What would U do? (another wh-Question..hehhe)

frankly..i wrote this blog few days bfore..errrr..okke

when i was sitting on the couch - of course at my home- this particular thots jumpd out from my memory box a.k.a kotak memori which made me a feel a bit down (dgn nada berbisik..which means that the tots really hurt me deeply..uuuuu..scary...)

cam nk becerite plak..it's my blog..ske ati la kn..the story begin like this..once upon a time..nahh..cliche! cani actually, i have known this particular indvd, so called a fren, for quite a few years.from not knowing anything about each other, we developed to be so closed..ye ke????..ragu2 skit..tpi biaselah..time passd by ppl change..so do us..Why do all good things come to an end.best lagu tu! u shud listen to it!

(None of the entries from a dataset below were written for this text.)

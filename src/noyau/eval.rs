//! Noyau — évaluation par descente récursive (précédence croissante)
//!
//! ```text
//! Add      := Mul  ( ('+'|'-') Mul )*
//! Mul      := Pow  ( ('*'|'/'|'%') Pow )*
//! Pow      := Sign ( '^' Sign )*
//! Sign     := ('+'|'-') Function | Function
//! Function := FuncName? Braces
//! Braces   := '(' Add ')' | Value
//! Value    := Number
//! ```
//!
//! Remarques :
//! - `^` est replié à GAUCHE comme `+` et `*` : 2^3^2 = (2^3)^2 = 64.
//! - Un seul signe par niveau : "--3" échoue (nombre attendu).
//! - Pas de contrôle générique de fin d’entrée ; seule une `)` orpheline
//!   au niveau racine est signalée.

use super::erreur::CalcError;
use super::jetons::{Brace, Classe, Lexer, Tok};
use super::reglages::Reglages;

/// API publique : évalue avec les réglages par défaut (séparateur '.').
pub fn evaluate(expr: &str) -> Result<f64, CalcError> {
    evaluate_avec(expr, &Reglages::default())
}

/// Évalue avec un séparateur décimal choisi.
#[tracing::instrument(level = "debug", skip_all, fields(longueur = expr.len()))]
pub fn evaluate_avec(expr: &str, reglages: &Reglages) -> Result<f64, CalcError> {
    let resultat = Evaluateur::new(expr, reglages).evalue();
    match &resultat {
        Ok(v) => tracing::debug!(valeur = v, "évaluation réussie"),
        Err(e) => tracing::debug!(erreur = %e, "évaluation refusée"),
    }
    resultat
}

/// Parseur/évaluateur jetable : un par appel, jamais partagé.
pub struct Evaluateur<'a> {
    lexer: Lexer<'a>,
}

impl<'a> Evaluateur<'a> {
    pub fn new(expr: &'a str, reglages: &Reglages) -> Self {
        Self {
            lexer: Lexer::new(expr, reglages),
        }
    }

    pub fn evalue(mut self) -> Result<f64, CalcError> {
        self.lexer.advance()?;
        let resultat = self.add()?;

        if self.lexer.courant() == Tok::Brace(Brace::Closing) {
            return Err(CalcError::MissingBracket);
        }
        Ok(resultat)
    }

    /* ------------------------ Niveaux binaires ------------------------ */

    fn add(&mut self) -> Result<f64, CalcError> {
        let mut resultat = self.mul()?;
        while let Tok::Delim(op) = self.lexer.courant() {
            if op.classe() != Classe::AddSub {
                break;
            }
            self.lexer.advance()?;
            let droite = self.mul()?;
            resultat = op.applique(resultat, droite);
        }
        Ok(resultat)
    }

    fn mul(&mut self) -> Result<f64, CalcError> {
        let mut resultat = self.pow()?;
        while let Tok::Delim(op) = self.lexer.courant() {
            if op.classe() != Classe::MulDiv {
                break;
            }
            self.lexer.advance()?;
            let droite = self.pow()?;
            if droite == 0.0 && op.exige_diviseur_non_nul() {
                return Err(CalcError::DivisionByZero);
            }
            resultat = op.applique(resultat, droite);
        }
        Ok(resultat)
    }

    fn pow(&mut self) -> Result<f64, CalcError> {
        let mut resultat = self.sign()?;
        while let Tok::Delim(op) = self.lexer.courant() {
            if op.classe() != Classe::Pow {
                break;
            }
            self.lexer.advance()?;
            let droite = self.sign()?;
            resultat = op.applique(resultat, droite);
        }
        Ok(resultat)
    }

    /* ------------------------ Niveaux unaires ------------------------ */

    fn sign(&mut self) -> Result<f64, CalcError> {
        match self.lexer.courant() {
            Tok::Delim(op) if op.classe() == Classe::AddSub => {
                self.lexer.advance()?;
                let operande = self.function()?;
                Ok(op.applique(0.0, operande))
            }
            _ => self.function(),
        }
    }

    fn function(&mut self) -> Result<f64, CalcError> {
        match self.lexer.courant() {
            Tok::Func(f) => {
                self.lexer.advance()?;
                let argument = self.braces()?;
                Ok(f.applique(argument))
            }
            _ => self.braces(),
        }
    }

    fn braces(&mut self) -> Result<f64, CalcError> {
        if self.lexer.courant() != Tok::Brace(Brace::Opening) {
            return self.value();
        }

        self.lexer.advance()?;
        let resultat = self.add()?;
        if self.lexer.courant() != Tok::Brace(Brace::Closing) {
            return Err(CalcError::MissingBracket);
        }
        self.lexer.advance()?;
        Ok(resultat)
    }

    fn value(&mut self) -> Result<f64, CalcError> {
        match self.lexer.courant() {
            Tok::Num(v) => {
                self.lexer.advance()?;
                Ok(v)
            }
            Tok::End => Err(CalcError::EndOfExpression),
            Tok::Brace(Brace::Closing) => Err(CalcError::MissingBracket),
            Tok::Start | Tok::Delim(_) | Tok::Brace(Brace::Opening) | Tok::Func(_) => {
                Err(CalcError::NotANumber)
            }
        }
    }
}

of course many things cntributed kpd kerenggangan kami..i'm not blamin anyone for this..it's to explain this actually bcos ppl wouldnt undsrtand what has really happen actually..to make it short..canila that person above lemme name that person "A"...has tortured my feeling so much..a mite b unconcious with the action..but sumtimes A gone beyond the limit and i cant take it! see i've told ya our predicament is complicated!
as i said earlier the things that A 've done which hurt me badly is when A start talking bad about my family! A ngumpat my family to toher person and thaht person told me.huh! A dun have the rite to do so eventho A knew me for years.A never knoe how my family is..like the saying u never know others cndition until u wear the same shoes! to talk bad on others family is a bad bad bad bad bad attitude to be practiced! xyah pon..u dun have to do that. MYOB is netter rite?
well what have i done with A?..hmmmphhh...i've done notin except for keeping evrytin to myself...hmmm..but in way i punished A..cey ye ye je..A is still my fren but i nver let that friendhip room in my heart for A..you got what i mean rite???yeaahhh....at firsti feel like killng A when i knew the story..but as i think deeper..no use in doing that..nothing going to change..thing has happened..i hope it happened for a reason..huhhu..btw it's A's lost and waste.not mine.hahha...self console tol..A never treasure and appreciate me as a fren kot..so y bother???no use to hold a grudge lagipon...no use...ignoring A is the best action to do! yayyyy!! yup kitorng still keep in touch but what A has done reallt taught me a lesson..to b someone more patience and more rational..i think..hahha..i'm at fault too i think..it's better to reflect everything back at me first before i blame anyone else...well it really improved my self, makes me feel better...i always ask myself..am i doing the right thing??? hard to answer rite??? i know..well lets embrace the truth! no use living in denial!let bygone be bygone..i'll always rmmber the tragedy as a reminder!..lets make the world a better place to live! hahhhaaa..bnynye mmbebel!
OUT.

1 comment:

Anonymous said...

ohh..dats mean..u dont talk bad thgs bout any person behind their back. ak ak aaa..dats a no no. i hv just ditched dat kind of fren from life. oh n twas a relief. no matter how bad we thnk dat sum1 is..it doesnt make it ok to go n tell it 2 sumbody else. lesson learned? good! hee.